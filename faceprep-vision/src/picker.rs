use std::path::{Path, PathBuf};

use crate::error::{AlignError, Result};
use crate::landmarks::{LandmarkSet, Point2D};

/// In-progress landmark picking for a single image. Owned by whoever drives
/// the interaction; nothing carries over to the next image.
#[derive(Debug, Clone)]
pub struct LandmarkSession {
    image: PathBuf,
    expected: Option<usize>,
    points: Vec<Point2D>,
}

impl LandmarkSession {
    pub fn new(image: impl Into<PathBuf>) -> Self {
        Self {
            image: image.into(),
            expected: None,
            points: Vec::new(),
        }
    }

    /// Requires exactly `count` points on commit.
    pub fn with_expected(mut self, count: usize) -> Self {
        self.expected = Some(count);
        self
    }

    pub fn image(&self) -> &Path {
        &self.image
    }

    pub fn points(&self) -> &[Point2D] {
        &self.points
    }

    pub fn add(&mut self, x: f64, y: f64) {
        self.points.push(Point2D::new(x, y));
    }

    pub fn undo(&mut self) -> Option<Point2D> {
        self.points.pop()
    }

    pub fn reset(&mut self) {
        self.points.clear();
    }

    /// Finishes the session. Returns `None` when nothing was picked.
    pub fn commit(self) -> Result<Option<LandmarkSet>> {
        if self.points.is_empty() {
            return Ok(None);
        }
        if let Some(expected) = self.expected {
            if expected != self.points.len() {
                return Err(AlignError::StructuralMismatch {
                    expected,
                    found: self.points.len(),
                    source_name: self.image.display().to_string(),
                });
            }
        }
        Ok(Some(LandmarkSet::new(self.points)))
    }
}
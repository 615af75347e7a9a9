use anyhow::{bail, Context, Result};
use faceprep_vision::{CanonicalTemplate, LandmarkSet, ReferencePair};
use serde::{Deserialize, Serialize};
use std::path::Path;

pub const TEMPLATE_FILE_NAME: &str = "canonical_template.json";

/// A canonical template as written to disk, so later runs can align against
/// the same reference population.
#[derive(Debug, Clone, Serialize, Deserialize, PartialEq)]
pub struct TemplateRecord {
    pub id: String,
    /// Names of the faces the template was averaged from.
    pub created_from: Vec<String>,
    pub reference: [usize; 2],
    pub points: Vec<[f64; 2]>,
}

impl TemplateRecord {
    pub fn new(template: &CanonicalTemplate, created_from: Vec<String>) -> Self {
        let reference = template.reference();
        Self {
            id: uuid::Uuid::new_v4().to_string(),
            created_from,
            reference: [reference.left, reference.right],
            points: template.points().to_xy(),
        }
    }

    /// Rebuilds the template, requiring it to use the configured reference pair.
    pub fn to_template(&self, expected: ReferencePair) -> Result<CanonicalTemplate> {
        let [left, right] = self.reference;
        if (left, right) != (expected.left, expected.right) {
            bail!(
                "template {} uses reference pair {left}/{right}, configured {}/{}",
                self.id,
                expected.left,
                expected.right
            );
        }
        CanonicalTemplate::from_points(
            LandmarkSet::from_xy(&self.points),
            ReferencePair::new(left, right),
        )
        .with_context(|| format!("template {}", self.id))
    }
}

pub fn load_template(path: &Path) -> Result<TemplateRecord> {
    let data =
        std::fs::read_to_string(path).with_context(|| format!("reading {}", path.display()))?;
    serde_json::from_str(&data).with_context(|| format!("parsing {}", path.display()))
}

pub fn save_template(path: &Path, record: &TemplateRecord) -> Result<()> {
    if let Some(parent) = path.parent() {
        std::fs::create_dir_all(parent)?;
    }
    let data = serde_json::to_string_pretty(record)?;
    std::fs::write(path, data).with_context(|| format!("writing {}", path.display()))?;
    Ok(())
}

#[cfg(test)]
mod tests {
    use super::*;
    use faceprep_vision::normalize;

    fn template() -> CanonicalTemplate {
        let set = LandmarkSet::from_xy(&[[0.0, 0.0], [10.0, 1.0], [5.0, 8.0]]);
        let n = normalize(&set, ReferencePair::default()).unwrap();
        CanonicalTemplate::build([("a", &n)], ReferencePair::default()).unwrap()
    }

    #[test]
    fn test_persisted_template_is_identical() {
        let dir = std::env::temp_dir().join(uuid::Uuid::new_v4().to_string());
        let path = dir.join(TEMPLATE_FILE_NAME);
        let t = template();
        let record = TemplateRecord::new(&t, vec!["a".into()]);
        save_template(&path, &record).unwrap();

        let loaded = load_template(&path).unwrap();
        assert_eq!(loaded, record);
        assert_eq!(loaded.to_template(ReferencePair::default()).unwrap(), t);
        std::fs::remove_dir_all(dir).unwrap();
    }

    #[test]
    fn test_reference_pair_must_match() {
        let record = TemplateRecord::new(&template(), vec![]);
        assert!(record.to_template(ReferencePair::new(1, 2)).is_err());
    }
}
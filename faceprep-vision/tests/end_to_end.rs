//! Three synthetic faces, differently scaled/rotated/translated, aligned onto a
//! 562x762 canvas with a 120 px eye distance.
use anyhow::Result;
use faceprep_vision::pipeline::{self, run_batch};
use faceprep_vision::{
    Aligner, ApertureMask, ApertureParams, CanvasGeometry, Compositor, FaceItem, LandmarkSet,
    Point2D, Population, ReferencePair, SimilarityTransform,
};
use image::{Rgb, RgbImage};
use nalgebra::Vector2;
use std::path::PathBuf;

// left pupil, right pupil, nose tip, left mouth corner, mouth centre, right mouth corner
const BASE: [[f64; 2]; 6] = [
    [40.0, 40.0],
    [90.0, 40.0],
    [65.0, 68.0],
    [48.0, 85.0],
    [65.0, 88.0],
    [82.0, 85.0],
];

fn poses() -> Vec<SimilarityTransform> {
    vec![
        SimilarityTransform::new(0.1, 1.0, Vector2::new(40.0, 50.0)),
        SimilarityTransform::new(-0.2, 0.8, Vector2::new(60.0, 30.0)),
        SimilarityTransform::new(0.05, 1.2, Vector2::new(20.0, 40.0)),
    ]
}

/// Gray image with a white square centred on every landmark.
fn render(landmarks: &LandmarkSet) -> RgbImage {
    let mut img = RgbImage::from_pixel(250, 250, Rgb([60, 60, 60]));
    for p in landmarks.points() {
        let (cx, cy) = (p.x.round() as i64, p.y.round() as i64);
        for y in cy - 3..=cy + 3 {
            for x in cx - 3..=cx + 3 {
                img.put_pixel(x as u32, y as u32, Rgb([255, 255, 255]));
            }
        }
    }
    img
}

fn scratch_dir(tag: &str) -> Result<PathBuf> {
    let dir = std::env::temp_dir().join(format!("faceprep-{tag}-{}", std::process::id()));
    std::fs::create_dir_all(&dir)?;
    Ok(dir)
}

fn geometry() -> CanvasGeometry {
    CanvasGeometry {
        width: 562,
        height: 762,
        eye_distance: 120.0,
        eye_y_ratio: 0.5,
    }
}

#[test]
fn test_recovered_transforms_land_on_template() -> Result<()> {
    env_logger::try_init().ok();
    let base = LandmarkSet::from_xy(&BASE);
    let items: Vec<FaceItem> = poses()
        .iter()
        .enumerate()
        .map(|(i, pose)| FaceItem {
            name: format!("face{i}"),
            image_path: PathBuf::from(format!("face{i}.png")),
            landmarks: pose.apply_set(&base),
        })
        .collect();

    let population = Population::build(items, ReferencePair::default())?;
    assert_eq!(population.members.len(), 3);
    let template = population.template.rescale(&geometry())?;

    let (l, r) = template.points().reference_pair(0, 1)?;
    assert!(((r - l).norm() - 120.0).abs() < 1e-9);

    for item in &population.members {
        let fit = SimilarityTransform::fit(&item.landmarks, &template)?;
        let mapped = fit.apply_set(&item.landmarks);
        for (m, t) in mapped.points().iter().zip(template.points().points()) {
            assert!((m - t).norm() < 1.0, "{}: {m} vs {t}", item.name);
        }
        assert!((fit.rotation().determinant() - 1.0).abs() < 1e-12);
    }
    Ok(())
}

#[test]
fn test_warped_images_put_landmarks_on_template() -> Result<()> {
    env_logger::try_init().ok();
    let dir = scratch_dir("e2e")?;
    let base = LandmarkSet::from_xy(&BASE);
    let mut items = Vec::new();
    for (i, pose) in poses().iter().enumerate() {
        let landmarks = pose.apply_set(&base);
        let image_path = dir.join(format!("face{i}.png"));
        render(&landmarks).save(&image_path)?;
        items.push(FaceItem {
            name: format!("face{i}"),
            image_path,
            landmarks,
        });
    }

    let population = Population::build(items, ReferencePair::default())?;
    let template = population.template.rescale(&geometry())?;
    let aligner = Aligner::new(template.clone());

    let out_dir = dir.join("aligned");
    std::fs::create_dir_all(&out_dir)?;
    let report = run_batch(&aligner, &population.members, |item, face| {
        let path = out_dir.join(format!("{}_align.png", item.name));
        face.image.save(&path)?;
        Ok(path)
    });
    assert!(report.failed.is_empty(), "{:?}", report.failed);
    assert_eq!(report.written.len(), 3);

    for (_, path) in &report.written {
        let aligned = pipeline::load_image(path, pipeline::ColorMode::Rgb)?;
        assert_eq!(aligned.dimensions(), (562, 762));
        for t in template.points().points() {
            let p = aligned.get_pixel(t.x.round() as u32, t.y.round() as u32);
            assert!(p[0] > 200, "{}: dark pixel at {t}", path.display());
        }
        // No hard black border from the reflected fill.
        assert!(aligned.pixels().all(|p| p[0] >= 60));
    }

    std::fs::remove_dir_all(&dir)?;
    Ok(())
}

#[test]
fn test_masked_and_composited_output() -> Result<()> {
    env_logger::try_init().ok();
    let base = LandmarkSet::from_xy(&BASE);
    let pose = SimilarityTransform::new(0.1, 1.0, Vector2::new(40.0, 50.0));
    let landmarks = pose.apply_set(&base);
    let item = FaceItem {
        name: "face".into(),
        image_path: PathBuf::from("face.png"),
        landmarks: landmarks.clone(),
    };
    let population = Population::build(vec![item], ReferencePair::default())?;
    let template = population.template.rescale(&geometry())?;

    let params = ApertureParams::default();
    let compositor = Compositor::default();
    let aligner = Aligner::new(template)
        .with_mask(ApertureMask::new(562, 762, &params)?)
        .with_compositor(compositor);
    let face = aligner.align(&render(&landmarks), &landmarks)?;

    assert_eq!(face.image.dimensions(), (512, 512));
    // Canvas corners lie outside both the presentation region and the aperture.
    assert_eq!(*face.image.get_pixel(0, 0), Rgb([127, 127, 127]));
    assert_eq!(*face.image.get_pixel(511, 511), Rgb([127, 127, 127]));
    // The eye-level centre of the face is inside the aperture and keeps content.
    let centre = Point2D::new(256.0, 256.0);
    assert_ne!(
        *face.image.get_pixel(centre.x as u32, centre.y as u32),
        Rgb([127, 127, 127])
    );
    Ok(())
}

··········

Aim of the task »
Copy each line of the listing that carries the word "push".

Solution for this exercise »
        self.points.push(Point2D::new(x, y));
        items.push(FaceItem {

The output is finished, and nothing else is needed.